Jaguar populations often contain both resident and transient individuals (Harmsen et al., 2017). In our study area resident jaguars have relatively stable home ranges over time and largely reside within the area, whereas transient jaguars have relatively unstable or non-existent home ranges and are present only sporadically (Table 2, Supplementary Material 3). We used two approaches to gain insights into the status of jaguars in Corcovado National Park. These approaches indicated that six males (Macho Uno, El Trotomundo, Espejo, Champeon, Don Álvaro and El Hijo) were resident, with activity centres predominantly (> 90%) within the Park.
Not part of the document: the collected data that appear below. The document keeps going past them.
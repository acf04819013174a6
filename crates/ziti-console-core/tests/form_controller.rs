//! Form controller lifecycle against the in-memory management API.

use std::sync::Arc;

use async_trait::async_trait;
use pretty_assertions::assert_eq;
use serde_json::json;
use ziti_console_core::api::{ManagementApi, WriteAck};
use ziti_console_core::error::{ApiError, ConsoleError};
use ziti_console_core::form::{
    CONFIGS, FormController, FormExtension, FormState, SaveDirective, SavedRecord, TERMINATORS,
};
use ziti_console_core::models::{EdgeRouterPolicy, Semantic, Service};
use ziti_console_core::notify::Level;
use ziti_console_core::roles::RoleSelection;
use ziti_console_testkit::{ApiCall, FakeManagementApi, RecordingNotifier, fixtures};

fn seeded_api() -> Arc<FakeManagementApi> {
    Arc::new(
        FakeManagementApi::new()
            .with_collection(
                "edge-routers",
                vec![
                    fixtures::edge_router("er1", "router-a", &["east"]),
                    fixtures::edge_router("er2", "router-b", &["west"]),
                ],
            )
            .with_collection(
                "identities",
                vec![fixtures::identity("id1", "alice", &["users"])],
            )
            .with_collection(
                "edge-router-policies",
                vec![fixtures::edge_router_policy(
                    "erp1",
                    "east-policy",
                    &["#east", "@er1"],
                    &["@id1"],
                    "AnyOf",
                )],
            ),
    )
}

fn policy_form(
    api: &Arc<FakeManagementApi>,
) -> (FormController<EdgeRouterPolicy>, Arc<RecordingNotifier>) {
    ziti_console_testkit::init_tracing();
    let notifier = Arc::new(RecordingNotifier::new());
    let dyn_api: Arc<dyn ManagementApi> = api.clone();
    (FormController::new(dyn_api, notifier.clone()), notifier)
}

struct CloseAfterSave;

#[async_trait]
impl FormExtension<EdgeRouterPolicy> for CloseAfterSave {
    async fn form_data_saved(&self, _entity: &EdgeRouterPolicy) -> SaveDirective {
        SaveDirective::Close
    }
}

struct RejectAll;

#[async_trait]
impl FormExtension<EdgeRouterPolicy> for RejectAll {
    async fn validate(&self, _entity: &EdgeRouterPolicy) -> bool {
        false
    }
}

#[tokio::test]
async fn load_decodes_stored_roles() {
    ziti_console_testkit::init_tracing();
    let api = seeded_api();
    let (mut form, _) = policy_form(&api);
    assert_eq!(form.state(), FormState::Loading);

    form.load(Some("erp1")).await.unwrap();

    assert_eq!(form.state(), FormState::Ready);
    assert!(form.is_editing());
    assert!(!form.is_dirty());
    assert_eq!(
        form.selection("edgeRouterRoles"),
        Some(&RoleSelection::new(["east"], ["router-a"]))
    );
    assert_eq!(
        form.selection("identityRoles"),
        Some(&RoleSelection::new(Vec::<String>::new(), ["alice"]))
    );
    assert!(form.preview("edgeRouterRoles").unwrap().loading);
    assert!(form.preview("identityRoles").unwrap().loading);
}

#[tokio::test]
async fn load_missing_entity_is_not_found() {
    let api = seeded_api();
    let (mut form, _) = policy_form(&api);
    let err = form.load(Some("nope")).await.unwrap_err();
    assert!(matches!(err, ConsoleError::NotFound { ref id, .. } if id == "nope"));
    assert_eq!(form.state(), FormState::Loading);
}

#[tokio::test]
async fn failed_name_refresh_keeps_form_unsavable() {
    let api = seeded_api();
    let (mut form, _) = policy_form(&api);
    api.script_list("edge-routers", Err(ApiError::with_status(503, "unavailable")));

    let err = form.load(Some("erp1")).await.unwrap_err();

    assert!(matches!(err, ConsoleError::Api(ref api_err) if api_err.status == Some(503)));
    assert_eq!(form.state(), FormState::Loading);
    let err = form.save().await.unwrap_err();
    assert!(matches!(err, ConsoleError::InvalidState { .. }));
    assert!(api.writes().is_empty());
}

#[tokio::test]
async fn save_before_load_is_invalid_state() {
    let api = seeded_api();
    let (mut form, _) = policy_form(&api);
    let err = form.save().await.unwrap_err();
    assert!(matches!(
        err,
        ConsoleError::InvalidState {
            expected: "ready",
            actual: "loading"
        }
    ));
    assert_eq!(api.call_count(), 0);
}

#[tokio::test]
async fn blank_name_fails_validation_without_requests() {
    let api = seeded_api();
    let (mut form, notifier) = policy_form(&api);
    form.load(None).await.unwrap();
    form.entity_mut().name = "   ".into();
    let calls_before = api.call_count();

    let err = form.save().await.unwrap_err();

    let ConsoleError::Validation(errors) = err else {
        panic!("expected validation error, got {err:?}");
    };
    assert!(errors.contains("name"));
    assert!(form.errors().contains("name"));
    assert_eq!(api.call_count(), calls_before);
    assert_eq!(form.state(), FormState::Ready);
    assert_eq!(notifier.subtitles(Level::Error), vec!["Data Invalid"]);
}

#[tokio::test]
async fn extension_validation_blocks_save() {
    let api = seeded_api();
    let (form, notifier) = policy_form(&api);
    let mut form = form.with_extension(Arc::new(RejectAll));
    form.load(None).await.unwrap();
    form.entity_mut().name = "valid".into();

    assert!(matches!(
        form.save().await,
        Err(ConsoleError::Validation(_))
    ));
    assert!(api.writes().is_empty());
    assert_eq!(form.state(), FormState::Ready);
    assert_eq!(notifier.len(), 1);
}

#[tokio::test]
async fn create_encodes_selections_and_adopts_id() {
    let api = seeded_api();
    let (mut form, notifier) = policy_form(&api);
    form.load(None).await.unwrap();
    form.entity_mut().name = "  new policy ".into();
    form.entity_mut().semantic = Semantic::AnyOf;
    assert!(form.set_selection(
        "edgeRouterRoles",
        RoleSelection::new(["east"], ["router-a", "ghost"])
    ));
    assert!(form.set_selection(
        "identityRoles",
        RoleSelection::new(["users"], Vec::<String>::new())
    ));

    let outcome = form.save().await.unwrap();

    let writes = api.writes();
    assert_eq!(writes.len(), 1);
    let ApiCall::Create { resource, body } = &writes[0] else {
        panic!("expected create, got {:?}", writes[0]);
    };
    assert_eq!(resource, "edge-router-policies");
    assert_eq!(
        body,
        &json!({
            "name": "new policy",
            "edgeRouterRoles": ["#east", "@er1"],
            "identityRoles": ["#users"],
            "semantic": "AnyOf"
        })
    );

    let SavedRecord::Entity(saved) = outcome.record else {
        panic!("expected saved entity");
    };
    assert_eq!(outcome.directive, SaveDirective::Stay);
    assert!(saved.id.is_some());
    assert_eq!(form.state(), FormState::Ready);
    assert_eq!(form.baseline(), &saved);
    assert_eq!(
        form.selection("edgeRouterRoles"),
        Some(&RoleSelection::new(["east"], ["router-a"]))
    );
    assert_eq!(
        notifier.subtitles(Level::Success),
        vec!["Edge Router Policy Created"]
    );
}

#[tokio::test]
async fn ack_without_id_keeps_submitted_baseline() {
    let api = seeded_api();
    api.script_write("edge-router-policies", Ok(WriteAck::default()));
    let (mut form, _) = policy_form(&api);
    form.load(None).await.unwrap();
    form.entity_mut().name = "quiet".into();
    form.set_selection("edgeRouterRoles", RoleSelection::new(["east"], Vec::<String>::new()));

    let outcome = form.save().await.unwrap();

    assert_eq!(outcome.record, SavedRecord::Acknowledged);
    assert_eq!(form.state(), FormState::Ready);
    assert_eq!(form.baseline().name, "quiet");
    assert_eq!(form.baseline().edge_router_roles, vec!["#east"]);
    assert!(form.baseline().id.is_none());
}

#[tokio::test]
async fn update_patches_existing_entity() {
    let api = seeded_api();
    let (mut form, notifier) = policy_form(&api);
    form.load(Some("erp1")).await.unwrap();
    form.entity_mut().name = "renamed".into();
    assert!(form.is_dirty());

    form.save().await.unwrap();

    assert!(matches!(
        &api.writes()[0],
        ApiCall::Update { id, .. } if id == "erp1"
    ));
    assert_eq!(form.baseline().name, "renamed");
    assert!(!form.is_dirty());
    assert_eq!(
        notifier.subtitles(Level::Success),
        vec!["Edge Router Policy Updated"]
    );
}

#[tokio::test]
async fn rejected_save_returns_to_ready_unchanged() {
    let api = seeded_api();
    api.script_write(
        "edge-router-policies",
        Err(ApiError {
            status: Some(400),
            code: Some("COULD_NOT_VALIDATE".into()),
            message: "name is not unique".into(),
            field: Some("name".into()),
        }),
    );
    let (mut form, notifier) = policy_form(&api);
    form.load(None).await.unwrap();
    form.entity_mut().name = "dup".into();
    form.set_selection("edgeRouterRoles", RoleSelection::new(["east"], Vec::<String>::new()));

    let err = form.save().await.unwrap_err();

    assert_eq!(
        err.to_string(),
        "Error Creating Edge Router Policy: name is not unique"
    );
    assert_eq!(form.state(), FormState::Ready);
    assert!(form.entity().edge_router_roles.is_empty());
    assert!(form.entity().id.is_none());
    let last = notifier.last().unwrap();
    assert_eq!(last.level, Level::Error);
    assert_eq!(last.subtitle, "Error Creating Edge Router Policy");
    assert_eq!(last.message, "name is not unique");
}

#[tokio::test]
async fn close_directive_closes_form() {
    let api = seeded_api();
    let (form, _) = policy_form(&api);
    let mut form = form.with_extension(Arc::new(CloseAfterSave));
    form.load(Some("erp1")).await.unwrap();

    let outcome = form.save().await.unwrap();

    assert_eq!(outcome.directive, SaveDirective::Close);
    assert_eq!(form.state(), FormState::Closed);
    assert!(matches!(
        form.save().await,
        Err(ConsoleError::InvalidState { actual: "closed", .. })
    ));
}

#[tokio::test]
async fn previews_follow_selection_and_truncate() {
    let api = Arc::new(
        FakeManagementApi::new()
            .with_collection("edge-routers", fixtures::numbered("router", 7))
            .with_collection("identities", Vec::new()),
    );
    let (mut form, _) = policy_form(&api);
    form.load(None).await.unwrap();
    form.entity_mut().semantic = Semantic::AnyOf;
    form.set_selection("edgeRouterRoles", RoleSelection::new(["east"], ["router-1"]));

    form.refresh_previews().await;

    let slot = form.preview("edgeRouterRoles").unwrap();
    assert!(!slot.loading);
    assert!(slot.error.is_none());
    assert_eq!(slot.preview.total, 7);
    assert_eq!(slot.preview.entities().count(), 5);
    assert!(slot.preview.is_truncated());

    let filters: Vec<Option<String>> = api
        .list_queries("edge-routers")
        .into_iter()
        .map(|query| query.filter)
        .collect();
    assert!(filters.contains(&Some(
        r#"(anyOf(roleAttributes) in ["east"]) or id in ["router-id-1"]"#.to_string()
    )));

    let identities = form.preview("identityRoles").unwrap();
    assert!(!identities.loading);
    assert!(identities.preview.items.is_empty());

    let handoff = form.handoff().unwrap();
    assert_eq!(handoff.column_id, "roleAttributes");
    assert_eq!(handoff.filter_name, "Edge Router Attributes");
}

#[tokio::test]
async fn preview_failure_is_recorded_on_slot() {
    let api = seeded_api();
    let (mut form, _) = policy_form(&api);
    form.load(Some("erp1")).await.unwrap();
    api.script_list("edge-routers", Err(ApiError::with_status(503, "unavailable")));

    form.refresh_previews().await;

    let slot = form.preview("edgeRouterRoles").unwrap();
    assert!(!slot.loading);
    assert!(slot.error.as_deref().unwrap().contains("unavailable"));
    assert_eq!(form.state(), FormState::Ready);
}

fn service_api() -> Arc<FakeManagementApi> {
    Arc::new(
        FakeManagementApi::new()
            .with_collection("services", vec![fixtures::service("svc1", "web", &["public"])])
            .with_related(
                "services",
                "svc1",
                "terminators",
                vec![fixtures::terminator("t1", "edge", "tcp:localhost:8080", "router-a")],
            )
            .with_related(
                "services",
                "svc1",
                "configs",
                fixtures::numbered("cfg", 7),
            ),
    )
}

#[tokio::test]
async fn service_save_rereads_entity() {
    let api = service_api();
    let notifier = Arc::new(RecordingNotifier::new());
    let dyn_api: Arc<dyn ManagementApi> = api.clone();
    let mut form: FormController<Service> = FormController::new(dyn_api, notifier);
    form.load(Some("svc1")).await.unwrap();
    form.entity_mut().name = "web-2".into();

    form.save().await.unwrap();

    let calls = api.calls();
    let update_at = calls
        .iter()
        .position(|call| matches!(call, ApiCall::Update { .. }))
        .unwrap();
    assert!(matches!(
        &calls[update_at + 1],
        ApiCall::Get { resource, id } if resource == "services" && id == "svc1"
    ));
    assert_eq!(form.baseline().name, "web-2");
}

#[tokio::test]
async fn service_previews_cover_sub_resources() {
    let api = service_api();
    let notifier = Arc::new(RecordingNotifier::new());
    let dyn_api: Arc<dyn ManagementApi> = api.clone();
    let mut form: FormController<Service> = FormController::new(dyn_api, notifier);
    form.load(Some("svc1")).await.unwrap();

    form.refresh_service_previews().await;

    let terminators = &form.preview(TERMINATORS).unwrap().preview;
    assert_eq!(terminators.items.len(), 1);
    assert_eq!(terminators.items[0].name, "edge:tcp:localhost:8080");
    assert_eq!(terminators.items[0].href, "/terminators/t1");

    let configs = &form.preview(CONFIGS).unwrap().preview;
    assert_eq!(configs.items.len(), 7);
    assert!(!configs.is_truncated());
}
Four of the six individuals classified as undetermined or transients were individuals detected in only 1 year, and another individual was only detected in 2 years. Reliance on detection histories, especially with known detection biases against female jaguars, could result in resident jaguars being classified as transient because of a failure to detect them. For example, Vivi was classified as transient despite the fact that our observations suggested she was probably present within her home range during the entire study period (Supplementary Material 2).

Conservation crisis?

Our findings indicate that jaguars in Corcovado National Park may not be in a state of crisis. Rather, our data indicate a relatively healthy and growing population. The jaguar densities we recorded were comparable to densities in other areas of jaguar range containing healthy jaguar populations, as well as to the jaguar density estimates for the Park in 2003 (Salom-Pérez et al., 2007). Density estimates and population indices increased over time, suggesting a growing population, which was corroborated by estimated high survival rates and positive recruitment rates. Additionally, we observed evidence of recent reproductive activity throughout our study, and jaguar individual minimum years alive and residential status data indicate that the National Park contains suitable habitat with adequate prey to support jaguar populations. Although our findings suggest hope for the future of jaguars in Corcovado National Park, they do not diminish the importance of continued conservation. To ensure the conservation of jaguars in the Park, we must continue to work together, both within and outside the Park. Although efforts outside the Park have developed and are exhibiting signs of success, we encourage more formal protection of habitat corridors connecting Corcovado National Park to other protected areas. In addition, efforts to conserve jaguars, their prey and their habitat within the Park need to be maintained, to ensure the long-term persistence of jaguars there.